At the beginning of the game Petya has to come up with an array of N positive integers. Sum of all elements in his array should be equal to S. Then Petya has to select an integer K such that 0≤K≤S.
In order to win, Vasya has to find a non-empty subarray in Petya’s array such that the sum of all selected elements equals to either K or S−K. Otherwise Vasya loses.
You are given integers N and S. You should determine if Petya can win, considering Vasya plays optimally. If Petya can win, help him to do that.
Input
The first line contains two integers N and S (1≤N≤S≤106) — the required length of the array and the required sum of its elements.
Output
If Petya can win, print “YES” (without quotes) in the first line. Then print Petya’s array in the second line. The array should contain N positive integers with sum equal to S. In the third line print K. If there are many correct answers, you can print any of them.
If Petya can’t win, print “NO” (without quotes).

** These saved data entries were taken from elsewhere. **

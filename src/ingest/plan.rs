//! Work planning: which requests a daily or full run makes.

use serde::{Deserialize, Serialize};

use crate::models::{Dataset, DatasetScope, Season, StatRow};

/// League id for the NBA in every stats endpoint.
pub const LEAGUE_ID: &str = "00";

pub const SEASON_TYPE: &str = "Regular Season";

/// The 30 franchise ids (`1610612737` Atlanta .. `1610612766` Charlotte).
pub const TEAM_IDS: std::ops::RangeInclusive<i64> = 1610612737..=1610612766;

/// Daily runs refresh the current season; full runs rebuild history.
#[derive(
    Debug, Clone, Copy, PartialEq, Eq, Default, Serialize, Deserialize, clap::ValueEnum,
)]
#[serde(rename_all = "lowercase")]
pub enum IngestMode {
    #[default]
    Daily,
    Full,
}

impl std::fmt::Display for IngestMode {
    fn fmt(&self, f: &mut std::fmt::Formatter<'_>) -> std::fmt::Result {
        match self {
            IngestMode::Daily => write!(f, "daily"),
            IngestMode::Full => write!(f, "full"),
        }
    }
}

/// One request to the stats API.
#[derive(Debug, Clone, PartialEq, Eq, Serialize)]
pub struct WorkUnit {
    pub dataset: Dataset,
    pub season: Option<Season>,
    /// Team or player id for per-entity datasets.
    pub entity: Option<i64>,
    /// Restrict the player index to the current season.
    #[serde(skip)]
    pub only_current: bool,
}

impl WorkUnit {
    pub fn new(dataset: Dataset, season: Option<Season>, entity: Option<i64>) -> Self {
        Self {
            dataset,
            season,
            entity,
            only_current: false,
        }
    }

    /// Short identifier used in logs and failure reports.
    pub fn label(&self) -> String {
        let mut label = self.dataset.as_str().to_string();
        if let Some(season) = self.season {
            label.push_str(&format!(" {}", season));
        }
        if let Some(entity) = self.entity {
            label.push_str(&format!(" #{}", entity));
        }
        label
    }

    /// Query parameters for this unit's endpoint.
    pub fn params(&self) -> Vec<(String, String)> {
        let season = self.season.map(|s| s.to_string()).unwrap_or_default();
        let entity = self.entity.map(|e| e.to_string()).unwrap_or_default();

        let pairs: Vec<(&str, String)> = match self.dataset {
            Dataset::Players => vec![
                ("LeagueID", LEAGUE_ID.into()),
                ("Season", season),
                (
                    "IsOnlyCurrentSeason",
                    if self.only_current { "1" } else { "0" }.into(),
                ),
            ],
            Dataset::LeaguePlayerStats | Dataset::LeagueTeamStats => {
                let mut pairs = dash_params(season);
                if self.dataset == Dataset::LeaguePlayerStats {
                    for name in PLAYER_DASH_FILTERS {
                        pairs.push((name, String::new()));
                    }
                }
                pairs
            }
            Dataset::TeamGameLog => vec![
                ("Counter", "0".into()),
                ("Direction", "DESC".into()),
                ("LeagueID", LEAGUE_ID.into()),
                ("PlayerOrTeam", "T".into()),
                ("Season", season),
                ("SeasonType", SEASON_TYPE.into()),
                ("Sorter", "DATE".into()),
            ],
            Dataset::TeamRoster => vec![
                ("LeagueID", LEAGUE_ID.into()),
                ("Season", season),
                ("TeamID", entity),
            ],
            Dataset::PlayerGameLog => vec![
                ("LeagueID", LEAGUE_ID.into()),
                ("PlayerID", entity),
                ("Season", season),
                ("SeasonType", SEASON_TYPE.into()),
            ],
            Dataset::PlayerCareer => vec![
                ("LeagueID", LEAGUE_ID.into()),
                ("PerMode", "Totals".into()),
                ("PlayerID", entity),
            ],
        };

        pairs
            .into_iter()
            .map(|(k, v)| (k.to_string(), v))
            .collect()
    }
}

// The dash endpoints reject requests that omit any filter, even empty ones.
const DASH_EMPTY_FILTERS: &[&str] = &[
    "Conference",
    "DateFrom",
    "DateTo",
    "Division",
    "GameScope",
    "GameSegment",
    "Location",
    "Outcome",
    "SeasonSegment",
    "ShotClockRange",
    "VsConference",
    "VsDivision",
];

const PLAYER_DASH_FILTERS: &[&str] = &[
    "College",
    "Country",
    "DraftPick",
    "DraftYear",
    "Height",
    "PlayerExperience",
    "PlayerPosition",
    "StarterBench",
    "Weight",
];

fn dash_params(season: String) -> Vec<(&'static str, String)> {
    let mut pairs = vec![
        ("LastNGames", "0".to_string()),
        ("LeagueID", LEAGUE_ID.into()),
        ("MeasureType", "Base".into()),
        ("Month", "0".into()),
        ("OpponentTeamID", "0".into()),
        ("PaceAdjust", "N".into()),
        ("PerMode", "PerGame".into()),
        ("Period", "0".into()),
        ("PlusMinus", "N".into()),
        ("PORound", "0".into()),
        ("Rank", "N".into()),
        ("Season", season),
        ("SeasonType", SEASON_TYPE.into()),
        ("TeamID", "0".into()),
        ("TwoWay", "0".into()),
    ];
    for name in DASH_EMPTY_FILTERS {
        pairs.push((name, String::new()));
    }
    pairs
}

/// Seasons covered by a run.
pub fn seasons(mode: IngestMode, current: Season, history: usize) -> Vec<Season> {
    match mode {
        IngestMode::Daily => vec![current],
        IngestMode::Full => current.recent(history),
    }
}

/// The player index request that seeds every other unit.
pub fn index_unit(mode: IngestMode, current: Season) -> WorkUnit {
    WorkUnit {
        only_current: mode == IngestMode::Daily,
        ..WorkUnit::new(Dataset::Players, Some(current), None)
    }
}

/// A player taken from the index, with the span of seasons they played.
#[derive(Debug, Clone, Copy, PartialEq, Eq, PartialOrd, Ord)]
pub struct PlayerRef {
    pub id: i64,
    pub from_year: i32,
    pub to_year: i32,
}

/// Pick the players a run covers from the index rows.
///
/// Daily keeps rostered players; full keeps every player whose career
/// overlaps one of `seasons`. A `max_players` of 0 means no limit.
pub fn select_players(
    mode: IngestMode,
    rows: &[StatRow],
    seasons: &[Season],
    max_players: usize,
) -> Vec<PlayerRef> {
    let mut players: Vec<PlayerRef> = rows
        .iter()
        .filter_map(|row| {
            let id = row.get_i64("PERSON_ID")?;
            let from_year = row.get_i64("FROM_YEAR").unwrap_or(0) as i32;
            let to_year = row.get_i64("TO_YEAR").unwrap_or(0) as i32;
            Some((row, PlayerRef { id, from_year, to_year }))
        })
        .filter(|(row, player)| match mode {
            IngestMode::Daily => row.get_i64("ROSTERSTATUS") == Some(1),
            IngestMode::Full => seasons
                .iter()
                .any(|s| s.overlaps(player.from_year, player.to_year)),
        })
        .map(|(_, player)| player)
        .collect();

    players.sort();
    players.dedup_by_key(|p| p.id);
    if max_players > 0 {
        players.truncate(max_players);
    }
    players
}

/// Expand the run into units, excluding the player index.
pub fn expand_units(
    mode: IngestMode,
    seasons: &[Season],
    current: Season,
    players: &[PlayerRef],
) -> Vec<WorkUnit> {
    let mut units = Vec::new();

    for dataset in Dataset::ALL {
        match dataset.scope() {
            DatasetScope::Once => {}
            DatasetScope::PerSeason => {
                for season in seasons {
                    units.push(WorkUnit::new(dataset, Some(*season), None));
                }
            }
            DatasetScope::PerTeam => {
                for team in TEAM_IDS {
                    units.push(WorkUnit::new(dataset, Some(current), Some(team)));
                }
            }
            DatasetScope::PerPlayerSeason => {
                for player in players {
                    for season in seasons {
                        if mode == IngestMode::Full
                            && !season.overlaps(player.from_year, player.to_year)
                        {
                            continue;
                        }
                        units.push(WorkUnit::new(dataset, Some(*season), Some(player.id)));
                    }
                }
            }
            DatasetScope::PerPlayer => {
                if mode == IngestMode::Full {
                    for player in players {
                        units.push(WorkUnit::new(dataset, None, Some(player.id)));
                    }
                }
            }
        }
    }

    units
}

You can print each letter in any register (lowercase or uppercase).
Examples
input
1 4
output
YES
4
2
input
3 4
output
NO
input
3 8
output
YES
2 1 5
4
#include <bits/stdc++.h>
using namespace std;
typedef long long ll;
int main()
{
int n,s;
cin>>n>>s;
if(s>=2*n) {
puts("YES");
for(int i=0;i<n-1;i++) cout<<2<<" ";
cout<<s-2*(n-1)<<endl<<1;
}
else puts("NO");
}